**EXERCISE DETAILS**
All that is required is the number of lines in this listing that hold "derive".
Segment Open
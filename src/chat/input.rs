//! Line input for the chat REPL.

use anyhow::Result;
use colored::Colorize;
use rustyline::error::ReadlineError;
use rustyline::DefaultEditor;
use std::path::PathBuf;

use crate::config::Config;
use crate::format;

/// Source of user input lines. `Ok(None)` means input is exhausted.
pub(crate) trait LineSource {
    fn read_line(&mut self) -> Result<Option<String>>;
}

/// Reads lines with [`rustyline`], keeping readline history on disk.
///
/// # Readline behavior
///
/// - **Ctrl+C**: cancels current input, stays at the prompt
/// - **Ctrl+D**: ends input, like `exit`
/// - History is persisted to `~/.cache/gemini-cli/chat_history.txt` when the
///   editor is dropped, on every exit path
pub(crate) struct ReadlineSource {
    editor: DefaultEditor,
    history_path: Option<PathBuf>,
}

impl ReadlineSource {
    pub(crate) fn open() -> Result<Self> {
        let mut editor = DefaultEditor::new()?;
        let history_path = Config::cache_dir()
            .ok()
            .map(|dir| dir.join(crate::constants::HISTORY_FILENAME));
        if let Some(path) = history_path.as_ref().filter(|p| p.exists()) {
            let _ = editor.load_history(path);
        }
        Ok(Self {
            editor,
            history_path,
        })
    }
}

impl LineSource for ReadlineSource {
    fn read_line(&mut self) -> Result<Option<String>> {
        loop {
            match self.editor.readline(&format::user_prompt()) {
                Ok(line) => {
                    if !line.trim().is_empty() {
                        let _ = self.editor.add_history_entry(line.as_str());
                    }
                    return Ok(Some(line));
                }
                Err(ReadlineError::Interrupted) => {
                    println!("{}", "^C".dimmed());
                    continue;
                }
                Err(ReadlineError::Eof) => return Ok(None),
                Err(e) => return Err(e.into()),
            }
        }
    }
}

impl Drop for ReadlineSource {
    fn drop(&mut self) {
        let Some(path) = &self.history_path else {
            return;
        };
        if let Some(parent) = path.parent() {
            if std::fs::create_dir_all(parent).is_err() {
                return;
            }
        }
        if let Err(err) = self.editor.save_history(path) {
            tracing::debug!(%err, "failed to save readline history");
        }
    }
}
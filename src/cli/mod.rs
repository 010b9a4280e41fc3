//! Command-line interface definition and dispatch for gemini-cli.
//!
//! Uses [`clap`] for argument parsing with derive macros. A bare prompt runs
//! the one-shot flow; the `chat` subcommand starts an interactive session.

use anyhow::{Context, Result};
use clap::builder::NonEmptyStringValueParser;
use clap::{Parser, Subcommand};

use crate::config::Config;
use crate::provider::{GeminiClient, ModelConfig};
use crate::{ask, chat};

/// Top-level CLI structure for gemini-cli.
///
/// Parsed once in `main` and handed to [`run`]. Either a prompt or a
/// subcommand must be given.
#[derive(Parser, Debug)]
#[command(
    name = "gemini-cli",
    about = "Interact with GoogleAI's Gemini LLMs through the command line",
    subcommand_negates_reqs = true
)]
pub struct Cli {
    /// Prompt to send to the model
    #[arg(required = true, value_parser = NonEmptyStringValueParser::new())]
    pub prompt: Option<String>,

    /// API key for Google AI
    #[arg(long, global = true)]
    pub key: Option<String>,

    /// Model to use (overrides config)
    #[arg(short, long, global = true)]
    pub model: Option<String>,

    #[command(subcommand)]
    pub command: Option<Commands>,
}

/// Available subcommands.
///
/// The `///` doc comments on variants double as `--help` text rendered by clap.
#[derive(Subcommand, Debug, PartialEq, Eq)]
pub enum Commands {
    /// Interactive chat with a model
    Chat,
}

/// Parses command-line arguments into a [`Cli`] struct.
///
/// Delegates to [`clap::Parser::parse`], which exits the process on invalid input.
pub fn parse() -> Cli {
    Cli::parse()
}

/// Dispatches the parsed CLI command to its handler.
///
/// Resolves configuration and the API key, builds the client once, and runs
/// the chosen flow. The client is dropped when the flow returns, on success
/// and on error alike.
pub async fn run(cli: Cli) -> Result<()> {
    let config = Config::load()?;
    let api_key = config.resolve_api_key(cli.key.as_deref())?;
    let client = GeminiClient::new(&api_key, config.base_url())
        .context("Failed to create Gemini client")?;
    let model = ModelConfig::new(config.model_name(cli.model.as_deref()));

    match cli.command {
        Some(Commands::Chat) => chat::run_chat(&client, model).await,
        None => {
            let prompt = cli
                .prompt
                .context("expect one argument: <prompt>")?;
            ask::run_ask(&client, model, &prompt).await
        }
    }
}
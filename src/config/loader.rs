//! File loading and merging for gemini-cli configuration.

use anyhow::{Context, Result};
use std::fs;
use std::path::{Path, PathBuf};

use super::types::Config;

impl Config {
    /// Loads the global config from `~/.config/gemini-cli/config.toml`.
    ///
    /// A missing file yields the defaults; nothing is written.
    pub(super) fn load_global() -> Result<Self> {
        let path = Self::config_path()?;
        if !path.exists() {
            return Ok(Config::default());
        }
        Self::read_file(&path)
    }

    /// Look for gemini-cli.toml in `start`, then walk up to the git root.
    pub(super) fn load_project(start: PathBuf) -> Result<Option<Config>> {
        let mut dir = start;
        loop {
            let candidate = dir.join(crate::constants::PROJECT_CONFIG_FILENAME);
            if candidate.exists() {
                return Self::read_file(&candidate).map(Some);
            }
            // Stop at git root or filesystem root
            if dir.join(".git").exists() || !dir.pop() {
                break;
            }
        }
        Ok(None)
    }

    fn read_file(path: &Path) -> Result<Config> {
        let contents = fs::read_to_string(path)
            .with_context(|| format!("Failed to read config from {:?}", path))?;
        let config: Config = toml::from_str(&contents)
            .with_context(|| format!("Failed to parse config at {:?}", path))?;
        tracing::debug!(path = %path.display(), "loaded config");
        Ok(config)
    }

    /// Merge project config over global config.
    /// Project values win when present.
    pub(super) fn merge(global: Config, project: Config) -> Config {
        Config {
            model: project.model.or(global.model),
            api_key: project.api_key.or(global.api_key),
            base_url: project.base_url.or(global.base_url),
        }
    }
}

#[cfg(test)]
mod tests {
    use super::*;

    #[test]
    fn project_values_win() {
        let global = Config {
            model: Some("global-model".into()),
            api_key: Some("global-key".into()),
            base_url: None,
        };
        let project = Config {
            model: Some("project-model".into()),
            api_key: None,
            base_url: Some("http://proxy".into()),
        };
        let merged = Config::merge(global, project);
        assert_eq!(merged.model.as_deref(), Some("project-model"));
        assert_eq!(merged.api_key.as_deref(), Some("global-key"));
        assert_eq!(merged.base_url.as_deref(), Some("http://proxy"));
    }

    #[test]
    fn project_file_found_in_parent() {
        let root = tempfile::tempdir().unwrap();
        fs::write(
            root.path().join(crate::constants::PROJECT_CONFIG_FILENAME),
            "model = \"gemini-1.5-pro\"\n",
        )
        .unwrap();
        let nested = root.path().join("a").join("b");
        fs::create_dir_all(&nested).unwrap();

        let config = Config::load_project(nested).unwrap().unwrap();
        assert_eq!(config.model.as_deref(), Some("gemini-1.5-pro"));
    }

    #[test]
    fn search_stops_at_git_root() {
        let root = tempfile::tempdir().unwrap();
        fs::write(
            root.path().join(crate::constants::PROJECT_CONFIG_FILENAME),
            "model = \"outside\"\n",
        )
        .unwrap();
        let repo = root.path().join("repo");
        fs::create_dir_all(repo.join(".git")).unwrap();

        assert!(Config::load_project(repo).unwrap().is_none());
    }

    #[test]
    fn malformed_file_is_an_error() {
        let root = tempfile::tempdir().unwrap();
        fs::write(
            root.path().join(crate::constants::PROJECT_CONFIG_FILENAME),
            "model = [",
        )
        .unwrap();
        fs::create_dir_all(root.path().join(".git")).unwrap();

        let err = Config::load_project(root.path().to_path_buf()).unwrap_err();
        assert!(err.to_string().contains("Failed to parse config"));
    }
}
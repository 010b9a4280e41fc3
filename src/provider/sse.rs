//! Server-sent events decoding for streamed generations.

use bytes::Bytes;
use futures::{Stream, StreamExt};

use super::GeminiError;
use super::types::{ErrorEnvelope, GenerateContentResponse};

/// Splits an HTTP body into the payloads of its `data:` lines.
///
/// Buffers incoming bytes, splits by newlines, and yields the payload after
/// each `data:` prefix. Only complete lines are decoded, so a character split
/// across chunks survives. A body error or an invalid line is yielded once and
/// ends the stream.
pub fn sse_data_stream<S>(byte_stream: S) -> impl Stream<Item = Result<String, GeminiError>> + Send
where
    S: Stream<Item = Result<Bytes, reqwest::Error>> + Send + 'static,
{
    async_stream::stream! {
        let mut buffer: Vec<u8> = Vec::new();
        let mut byte_stream = Box::pin(byte_stream);

        while let Some(result) = byte_stream.next().await {
            let chunk = match result {
                Ok(bytes) => bytes,
                Err(err) => {
                    yield Err(GeminiError::Http(err));
                    return;
                }
            };
            buffer.extend_from_slice(&chunk);

            while let Some(newline_pos) = buffer.iter().position(|&b| b == b'\n') {
                let line: Vec<u8> = buffer.drain(..newline_pos + 1).collect();
                match decode_line(&line[..newline_pos]) {
                    Ok(Some(data)) => yield Ok(data),
                    Ok(None) => {}
                    Err(err) => {
                        yield Err(err);
                        return;
                    }
                }
            }
        }

        match decode_line(&buffer) {
            Ok(Some(data)) => yield Ok(data),
            Ok(None) => {}
            Err(err) => yield Err(err),
        }
    }
}

/// Decodes one raw line and extracts its `data:` payload.
fn decode_line(line: &[u8]) -> Result<Option<String>, GeminiError> {
    let line = std::str::from_utf8(line)?;
    Ok(data_payload(line.trim_end()).map(str::to_string))
}

fn data_payload(line: &str) -> Option<&str> {
    let data = line.strip_prefix("data:")?;
    let data = data.strip_prefix(' ').unwrap_or(data);
    if data.is_empty() {
        None
    } else {
        Some(data)
    }
}

/// Decodes one `data:` payload into a response fragment.
///
/// An error envelope delivered mid-stream becomes [`GeminiError::Api`].
pub fn decode_fragment(data: &str) -> Result<GenerateContentResponse, GeminiError> {
    if let Ok(envelope) = serde_json::from_str::<ErrorEnvelope>(data) {
        return Err(GeminiError::Api {
            status: envelope.error.code,
            message: envelope.error.describe(),
        });
    }
    Ok(serde_json::from_str(data)?)
}

/// Turns an HTTP body into a stream of decoded fragments.
pub fn fragment_stream<S>(
    byte_stream: S,
) -> impl Stream<Item = Result<GenerateContentResponse, GeminiError>> + Send
where
    S: Stream<Item = Result<Bytes, reqwest::Error>> + Send + 'static,
{
    sse_data_stream(byte_stream).map(|item| item.and_then(|data| decode_fragment(&data)))
}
Segment Closed
**THE ANSWER**
3